_The task_
In the following material, identify every line holding the string "only" and return it.

_Given information_
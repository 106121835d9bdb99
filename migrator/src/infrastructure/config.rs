// /////////////////////////////////////////////////////////////////////////////
// vSphere Migrator
// Copyright (c) 2025 Michael Gardner, A Bit of Help, Inc.
// SPDX-License-Identifier: BSD-3-Clause
// See LICENSE file in the project root.
// /////////////////////////////////////////////////////////////////////////////

//! Layered runtime configuration: defaults, an optional config file, then
//! `VSM_`-prefixed environment variables, in that order of precedence — the
//! order `config::Config` applies each layer in.

use config::{Config, ConfigError, Environment, File};
use serde::Deserialize;

#[derive(Debug, Clone, Deserialize)]
pub struct OperatorConfig {
    /// Namespace the `VSphereMigration` CRD and its target credentials
    /// secret live in.
    pub namespace: String,
    /// Name of the `Lease` used for leader election across replicas.
    pub leader_election_lease_name: String,
    /// `RUST_LOG`-style directive, e.g. `info` or `migrator=debug,kube=warn`.
    pub log_level: String,
    /// `pretty` or `json`.
    pub log_format: String,
    /// Port the Prometheus `/metrics` and `/healthz` endpoint listens on.
    pub metrics_port: u16,
}

impl Default for OperatorConfig {
    fn default() -> Self {
        Self {
            namespace: "openshift-vsphere-migrator".to_string(),
            leader_election_lease_name: "vsphere-migrator-leader".to_string(),
            log_level: "info".to_string(),
            log_format: "json".to_string(),
            metrics_port: 8080,
        }
    }
}

impl OperatorConfig {
    /// Loads defaults, then `config/operator.toml` if present, then
    /// `VSM_*` environment variables (`VSM_METRICS_PORT=9000`, etc.).
    pub fn load() -> Result<Self, ConfigError> {
        let defaults = Self::default();
        let built = Config::builder()
            .set_default("namespace", defaults.namespace)?
            .set_default("leader_election_lease_name", defaults.leader_election_lease_name)?
            .set_default("log_level", defaults.log_level)?
            .set_default("log_format", defaults.log_format)?
            .set_default("metrics_port", defaults.metrics_port as i64)?
            .add_source(File::with_name("config/operator").required(false))
            .add_source(Environment::with_prefix("VSM").try_parsing(true))
            .build()?;
        built.try_deserialize()
    }
}

#[cfg(test)]
mod tests {
    use super::*;

    #[test]
    fn defaults_are_self_consistent() {
        let config = OperatorConfig::default();
        assert_eq!(config.metrics_port, 8080);
        assert_eq!(config.log_format, "json");
    }
}
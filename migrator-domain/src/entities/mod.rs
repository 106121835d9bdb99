// /////////////////////////////////////////////////////////////////////////////
// vSphere Migrator
// Copyright (c) 2025 Michael Gardner, A Bit of Help, Inc.
// SPDX-License-Identifier: BSD-3-Clause
// See LICENSE file in the project root.
// /////////////////////////////////////////////////////////////////////////////

pub mod migration_spec;
pub mod migration_status;
pub mod phase_state;
pub mod pv_migration_state;
pub mod resource_backup;

pub use migration_spec::{ControlPlaneConfig, MigrationSpec, WorkerConfig};
pub use migration_status::{CsiMigrationState, MigrationStatus};
pub use phase_state::{CurrentPhaseState, PhaseHistoryEntry};
pub use pv_migration_state::{PvMigrationState, ScaledWorkload};
pub use resource_backup::{BackupKey, MachineSetReplicaBackup, ResourceBackup};
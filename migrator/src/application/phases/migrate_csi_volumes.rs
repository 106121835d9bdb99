// /////////////////////////////////////////////////////////////////////////////
// vSphere Migrator
// Copyright (c) 2025 Michael Gardner, A Bit of Help, Inc.
// SPDX-License-Identifier: BSD-3-Clause
// See LICENSE file in the project root.
// /////////////////////////////////////////////////////////////////////////////

//! Drives every vSphere CSI-backed PersistentVolume through the per-volume
//! migration DAG defined in [`crate::application::phases::csi`]. Unlike the
//! other sixteen phases, a single `execute` call advances many independent
//! state machines at once and reports completion only once every volume has
//! reached a terminal state.

use migrator_domain::entities::{MigrationSpec, MigrationStatus, PvMigrationState};
use migrator_domain::error::MigrationError;
use migrator_domain::value_objects::PhaseName;
use migrator_domain::{Phase, PhaseContext, PhaseOutcome};
use std::time::Duration;
use tracing::error;

use super::csi;

const STEP_REQUEUE: Duration = Duration::from_secs(10);

pub struct MigrateCsiVolumesPhase;

#[async_trait::async_trait]
impl Phase for MigrateCsiVolumesPhase {
    fn name(&self) -> PhaseName {
        PhaseName::MigrateCsiVolumes
    }

    async fn validate(&self, _spec: &MigrationSpec, _status: &MigrationStatus) -> Result<(), MigrationError> {
        Ok(())
    }

    async fn execute(&self, ctx: &PhaseContext, spec: &MigrationSpec, status: &mut MigrationStatus) -> Result<PhaseOutcome, MigrationError> {
        let infra = ctx.cluster.get_infrastructure().await?;
        let csi_state = &mut status.csi_migration_state;

        if csi_state.volumes.is_empty() && csi_state.total == 0 {
            let pvs = ctx.cluster.list_vsphere_csi_pvs().await?;
            for pv in pvs.iter().filter(|p| p.is_vsphere_csi()) {
                let (pvc_name, pvc_namespace) = match (&pv.bound_pvc_name, &pv.bound_pvc_namespace) {
                    (Some(n), Some(ns)) => (n.clone(), ns.clone()),
                    _ => continue,
                };
                csi_state.volumes.push(PvMigrationState::new(pv.name.clone(), pvc_name, pvc_namespace, pv.volume_handle.clone(), pv.reclaim_policy.clone()));
            }
            csi_state.total = csi_state.volumes.len() as u32;
        }

        if csi_state.total == 0 {
            return Ok(PhaseOutcome::completed("no vSphere CSI volumes found, nothing to migrate"));
        }

        let mut logs = Vec::new();
        for pv in csi_state.volumes.iter_mut().filter(|p| !p.status.is_terminal()) {
            match csi::advance_one_step(ctx, spec, pv, &infra.infrastructure_name, &infra.vcenters).await {
                Ok(()) => logs.push(format!("{}: advanced to {:?}", pv.pv_name, pv.status)),
                Err(err) if err.is_transient() => logs.push(format!("{}: transient, will retry ({err})", pv.pv_name)),
                Err(err) if err.is_safety_gated() => {
                    pv.fail(format!("safety-gated: {err}"));
                    logs.push(format!("{}: failed ({err})", pv.pv_name));
                }
                Err(err) => {
                    pv.fail(err.to_string());
                    logs.push(format!("{}: failed ({err})", pv.pv_name));
                }
            }
        }

        csi_state.migrated = csi_state.volumes.iter().filter(|p| p.status == migrator_domain::value_objects::PvMigrationStatus::Complete).count() as u32;
        csi_state.failed = csi_state.volumes.iter().filter(|p| p.status == migrator_domain::value_objects::PvMigrationStatus::Failed).count() as u32;

        if csi_state.is_settled() {
            if csi_state.failed > 0 {
                log_failure_banner(csi_state);
                return Ok(PhaseOutcome::completed(format!(
                    "migrated {} of {} vSphere CSI volume(s), {} failed",
                    csi_state.migrated, csi_state.total, csi_state.failed
                ))
                .with_logs(logs));
            }
            return Ok(PhaseOutcome::completed(format!("migrated all {} vSphere CSI volume(s)", csi_state.total)).with_logs(logs));
        }

        let progress = ((csi_state.migrated + csi_state.failed) as f64 / csi_state.total as f64 * 100.0) as u8;
        Ok(PhaseOutcome::running(progress, format!("{}/{} volumes settled", csi_state.migrated + csi_state.failed, csi_state.total), STEP_REQUEUE).with_logs(logs))
    }

    async fn rollback(&self, _ctx: &PhaseContext, _spec: &MigrationSpec, _status: &mut MigrationStatus) -> Result<(), MigrationError> {
        // a failed volume is terminal and needs manual remediation —
        // the rollback sweep does not attempt to reverse per-volume state.
        Ok(())
    }
}

/// Surfaces every permanently-failed volume as a single structured log block
/// rather than leaving operators to dig through per-volume `logs` entries —
/// these require manual remediation and are easy to miss otherwise.
fn log_failure_banner(csi_state: &migrator_domain::entities::CsiMigrationState) {
    let failed: Vec<&PvMigrationState> = csi_state.volumes.iter().filter(|p| p.status == migrator_domain::value_objects::PvMigrationStatus::Failed).collect();
    error!(
        failed_count = failed.len(),
        total = csi_state.total,
        "CSI volume migration completed with failures requiring manual remediation"
    );
    for pv in failed {
        error!(pv_name = %pv.pv_name, pvc_name = %pv.pvc_name, pvc_namespace = %pv.pvc_namespace, reason = %pv.message, "vSphere CSI volume failed to migrate");
    }
}
// /////////////////////////////////////////////////////////////////////////////
// vSphere Migrator
// Copyright (c) 2025 Michael Gardner, A Bit of Help, Inc.
// SPDX-License-Identifier: BSD-3-Clause
// See LICENSE file in the project root.
// /////////////////////////////////////////////////////////////////////////////

//! Value objects exchanged across the [`crate::repositories::VsphereGateway`]
//! port. Kept in the domain so phase implementations never depend on the
//! concrete vCenter wire format (REST JSON bodies, SOAP, etc.) — only on
//! these shapes.

use crate::error::MigrationError;
use serde::{Deserialize, Serialize};

#[derive(Debug, Clone, Copy, PartialEq, Eq, Serialize, Deserialize)]
pub enum TagCategory {
    Region,
    Zone,
}

impl TagCategory {
    pub fn category_name(self) -> &'static str {
        match self {
            TagCategory::Region => "openshift-region",
            TagCategory::Zone => "openshift-zone",
        }
    }
}

/// What Preflight resolves a failure domain's declared topology names into:
/// vCenter managed-object references (morefs).
#[derive(Debug, Clone, Serialize, Deserialize)]
pub struct ResolvedTopology {
    pub datacenter_moref: String,
    pub compute_cluster_moref: String,
    pub datastore_moref: String,
    pub network_morefs: Vec<String>,
    pub resource_pool_moref: String,
    pub template_moref: String,
    /// Networks declared in the failure domain but not found in vCenter.
    /// Non-empty means Preflight must fail.
    pub missing_networks: Vec<String>,
}

impl ResolvedTopology {
    pub fn is_fully_resolved(&self) -> bool {
        self.missing_networks.is_empty()
    }
}

/// A live (or about-to-be-created) dummy VM used to ferry a First-Class Disk
/// across vCenters.
#[derive(Debug, Clone, Serialize, Deserialize)]
pub struct DummyVmHandle {
    pub name: String,
    pub moref: String,
    pub server: String,
}

#[derive(Debug, Clone, Serialize, Deserialize)]
pub struct VmSummary {
    pub name: String,
    pub moref: String,
    /// FCD identifiers currently attached to this VM's hardware devices.
    pub attached_fcd_ids: Vec<String>,
}

/// Mandatory parameters for a cross-vCenter relocate: empty values
/// must abort the operation before any vSphere call is attempted.
#[derive(Debug, Clone, Serialize, Deserialize)]
pub struct CrossVCenterTarget {
    pub server: String,
    pub ssl_thumbprint: String,
    pub instance_uuid: String,
    pub datastore_moref: String,
    pub resource_pool_moref: String,
    pub folder_moref: String,
}

impl CrossVCenterTarget {
    pub fn validate(&self) -> Result<(), MigrationError> {
        for (field, value) in [
            ("server", &self.server),
            ("sslThumbprint", &self.ssl_thumbprint),
            ("instanceUuid", &self.instance_uuid),
            ("datastoreMoref", &self.datastore_moref),
            ("resourcePoolMoref", &self.resource_pool_moref),
            ("folderMoref", &self.folder_moref),
        ] {
            if value.trim().is_empty() {
                return Err(MigrationError::safety_gated(format!(
                    "cross-vCenter relocation aborted: {field} is empty"
                )));
            }
        }
        Ok(())
    }
}

/// Parses a CSI volume handle (`file://<fcdID>` or a bare `<fcdID>`) into the
/// FCD identifier.
pub fn parse_fcd_id(volume_handle: &str) -> Result<String, MigrationError> {
    let id = volume_handle.strip_prefix("file://").unwrap_or(volume_handle).trim();
    if id.is_empty() {
        return Err(MigrationError::resource(format!("empty FCD id in volume handle '{volume_handle}'")));
    }
    Ok(id.to_string())
}

#[cfg(test)]
mod tests {
    use super::*;

    #[test]
    fn parses_file_scheme_handle() {
        assert_eq!(parse_fcd_id("file://12345678-1234-1234-1234-123456789abc").unwrap(), "12345678-1234-1234-1234-123456789abc");
    }

    #[test]
    fn parses_bare_handle() {
        assert_eq!(parse_fcd_id("bare-fcd-id").unwrap(), "bare-fcd-id");
    }

    #[test]
    fn rejects_empty_handle() {
        assert!(parse_fcd_id("file://").is_err());
    }

    #[test]
    fn cross_vcenter_target_rejects_empty_thumbprint() {
        let t = CrossVCenterTarget {
            server: "vc-b.example".into(),
            ssl_thumbprint: "".into(),
            instance_uuid: "uuid".into(),
            datastore_moref: "ds-1".into(),
            resource_pool_moref: "rp-1".into(),
            folder_moref: "folder-1".into(),
        };
        assert!(t.validate().is_err());
    }
}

_Solution to this task_
//! state machines at once and reports completion only once every volume has
//! concrete vCenter wire format (REST JSON bodies, SOAP, etc.) — only on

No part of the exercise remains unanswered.